(What you should do):
Quote every line below exactly as it reads.

(Supplied information):
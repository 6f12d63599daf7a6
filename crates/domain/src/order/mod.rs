//! Customer orders and their lifecycle.

pub mod rules;
mod service;
mod state;
mod value_objects;

pub use service::OrderService;
pub use state::OrderStatus;
pub use value_objects::OrderLine;

use common::EntityId;
use entity_store::Entity;
use serde::Serialize;

/// A customer order.
#[derive(Debug, Clone, PartialEq, Serialize)]
#[serde(rename_all = "camelCase")]
pub struct Order {
    id: EntityId,
    deliver_to: String,
    mobile_number: String,
    status: OrderStatus,
    dishes: Vec<OrderLine>,
}

/// Validated order attributes, produced by the order rule chains.
///
/// `dishes` is always non-empty and replaces the stored lines wholesale.
#[derive(Debug, Clone, PartialEq)]
pub struct OrderFields {
    pub deliver_to: String,
    pub mobile_number: String,
    pub status: OrderStatus,
    pub dishes: Vec<OrderLine>,
}

impl Order {
    /// Builds an order from an id and validated fields.
    pub fn new(id: EntityId, fields: OrderFields) -> Self {
        Self {
            id,
            deliver_to: fields.deliver_to,
            mobile_number: fields.mobile_number,
            status: fields.status,
            dishes: fields.dishes,
        }
    }

    pub fn id(&self) -> &EntityId {
        &self.id
    }

    pub fn deliver_to(&self) -> &str {
        &self.deliver_to
    }

    pub fn mobile_number(&self) -> &str {
        &self.mobile_number
    }

    pub fn status(&self) -> OrderStatus {
        self.status
    }

    pub fn dishes(&self) -> &[OrderLine] {
        &self.dishes
    }
}

impl Entity for Order {
    type Changes = OrderFields;
    const KIND: &'static str = "Order";

    fn id(&self) -> &EntityId {
        &self.id
    }

    fn apply(&mut self, changes: OrderFields) {
        self.deliver_to = changes.deliver_to;
        self.mobile_number = changes.mobile_number;
        self.status = changes.status;
        self.dishes = changes.dishes;
    }
}
//! Dish service providing the create/read/update/list operations.

use std::sync::Arc;

use common::{EntityId, IdGenerator};
use entity_store::SharedStore;

use super::{Dish, rules};
use crate::error::{DomainError, record_rejection};
use crate::validation::Payload;

/// Service for managing the menu.
///
/// Owns the lookup, rule chain and store mutation for every dish operation.
/// Dishes cannot be deleted.
pub struct DishService<G: IdGenerator> {
    store: SharedStore<Dish>,
    ids: Arc<G>,
}

impl<G: IdGenerator> DishService<G> {
    /// Creates a new dish service over a shared store.
    pub fn new(store: SharedStore<Dish>, ids: Arc<G>) -> Self {
        Self { store, ids }
    }

    /// Returns the underlying store handle.
    pub fn store(&self) -> &SharedStore<Dish> {
        &self.store
    }

    /// Validates the payload and stores a dish under a fresh id.
    #[tracing::instrument(skip(self, payload))]
    pub async fn create(&self, payload: &Payload) -> Result<Dish, DomainError> {
        let fields = rules::validate_create(payload).inspect_err(record_rejection)?;
        let dish = Dish::new(self.ids.next_id(), fields);

        let mut store = self.store.write().await;
        let dish = store.append(dish).clone();

        metrics::counter!("dishes_created_total").increment(1);
        tracing::info!(dish_id = %dish.id(), "dish created");
        Ok(dish)
    }

    /// Returns the dish with this id.
    #[tracing::instrument(skip(self))]
    pub async fn get(&self, dish_id: &EntityId) -> Result<Dish, DomainError> {
        let store = self.store.read().await;
        rules::find(&store, dish_id)
            .cloned()
            .inspect_err(record_rejection)
    }

    /// Validates the payload and replaces the stored dish's fields.
    #[tracing::instrument(skip(self, payload))]
    pub async fn update(
        &self,
        dish_id: &EntityId,
        payload: &Payload,
    ) -> Result<Dish, DomainError> {
        let mut store = self.store.write().await;
        let fields =
            rules::validate_update(&store, dish_id, payload).inspect_err(record_rejection)?;

        let dish = store
            .replace_fields(dish_id, fields)
            .cloned()
            .ok_or_else(|| DomainError::NotFound {
                entity: "Dish",
                id: dish_id.clone(),
            })?;

        metrics::counter!("dishes_updated_total").increment(1);
        tracing::info!(%dish_id, "dish updated");
        Ok(dish)
    }

    /// Returns every dish in insertion order.
    #[tracing::instrument(skip(self))]
    pub async fn list(&self) -> Vec<Dish> {
        self.store.read().await.list().to_vec()
    }
}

(Solution to the exercise):
repository 6f12d63599daf7a6
filename crates/domain/src/order/mod.rs
//! Customer orders and their lifecycle.

pub mod rules;
mod service;
mod state;
mod value_objects;

pub use service::OrderService;
pub use state::OrderStatus;
pub use value_objects::OrderLine;

use common::EntityId;
use entity_store::Entity;
use serde::Serialize;

/// A customer order.
#[derive(Debug, Clone, PartialEq, Serialize)]
#[serde(rename_all = "camelCase")]
pub struct Order {
    id: EntityId,
    deliver_to: String,
    mobile_number: String,
    status: OrderStatus,
    dishes: Vec<OrderLine>,
}

/// Validated order attributes, produced by the order rule chains.
///
/// `dishes` is always non-empty and replaces the stored lines wholesale.
#[derive(Debug, Clone, PartialEq)]
pub struct OrderFields {
    pub deliver_to: String,
    pub mobile_number: String,
    pub status: OrderStatus,
    pub dishes: Vec<OrderLine>,
}

impl Order {
    /// Builds an order from an id and validated fields.
    pub fn new(id: EntityId, fields: OrderFields) -> Self {
        Self {
            id,
            deliver_to: fields.deliver_to,
            mobile_number: fields.mobile_number,
            status: fields.status,
            dishes: fields.dishes,
        }
    }

    pub fn id(&self) -> &EntityId {
        &self.id
    }

    pub fn deliver_to(&self) -> &str {
        &self.deliver_to
    }

    pub fn mobile_number(&self) -> &str {
        &self.mobile_number
    }

    pub fn status(&self) -> OrderStatus {
        self.status
    }

    pub fn dishes(&self) -> &[OrderLine] {
        &self.dishes
    }
}

impl Entity for Order {
    type Changes = OrderFields;
    const KIND: &'static str = "Order";

    fn id(&self) -> &EntityId {
        &self.id
    }

    fn apply(&mut self, changes: OrderFields) {
        self.deliver_to = changes.deliver_to;
        self.mobile_number = changes.mobile_number;
        self.status = changes.status;
        self.dishes = changes.dishes;
    }
}
//! Dish service providing the create/read/update/list operations.

use std::sync::Arc;

use common::{EntityId, IdGenerator};
use entity_store::SharedStore;

use super::{Dish, rules};
use crate::error::{DomainError, record_rejection};
use crate::validation::Payload;

/// Service for managing the menu.
///
/// Owns the lookup, rule chain and store mutation for every dish operation.
/// Dishes cannot be deleted.
pub struct DishService<G: IdGenerator> {
    store: SharedStore<Dish>,
    ids: Arc<G>,
}

impl<G: IdGenerator> DishService<G> {
    /// Creates a new dish service over a shared store.
    pub fn new(store: SharedStore<Dish>, ids: Arc<G>) -> Self {
        Self { store, ids }
    }

    /// Returns the underlying store handle.
    pub fn store(&self) -> &SharedStore<Dish> {
        &self.store
    }

    /// Validates the payload and stores a dish under a fresh id.
    #[tracing::instrument(skip(self, payload))]
    pub async fn create(&self, payload: &Payload) -> Result<Dish, DomainError> {
        let fields = rules::validate_create(payload).inspect_err(record_rejection)?;
        let dish = Dish::new(self.ids.next_id(), fields);

        let mut store = self.store.write().await;
        let dish = store.append(dish).clone();

        metrics::counter!("dishes_created_total").increment(1);
        tracing::info!(dish_id = %dish.id(), "dish created");
        Ok(dish)
    }

    /// Returns the dish with this id.
    #[tracing::instrument(skip(self))]
    pub async fn get(&self, dish_id: &EntityId) -> Result<Dish, DomainError> {
        let store = self.store.read().await;
        rules::find(&store, dish_id)
            .cloned()
            .inspect_err(record_rejection)
    }

    /// Validates the payload and replaces the stored dish's fields.
    #[tracing::instrument(skip(self, payload))]
    pub async fn update(
        &self,
        dish_id: &EntityId,
        payload: &Payload,
    ) -> Result<Dish, DomainError> {
        let mut store = self.store.write().await;
        let fields =
            rules::validate_update(&store, dish_id, payload).inspect_err(record_rejection)?;

        let dish = store
            .replace_fields(dish_id, fields)
            .cloned()
            .ok_or_else(|| DomainError::NotFound {
                entity: "Dish",
                id: dish_id.clone(),
            })?;

        metrics::counter!("dishes_updated_total").increment(1);
        tracing::info!(%dish_id, "dish updated");
        Ok(dish)
    }

    /// Returns every dish in insertion order.
    #[tracing::instrument(skip(self))]
    pub async fn list(&self) -> Vec<Dish> {
        self.store.read().await.list().to_vec()
    }
}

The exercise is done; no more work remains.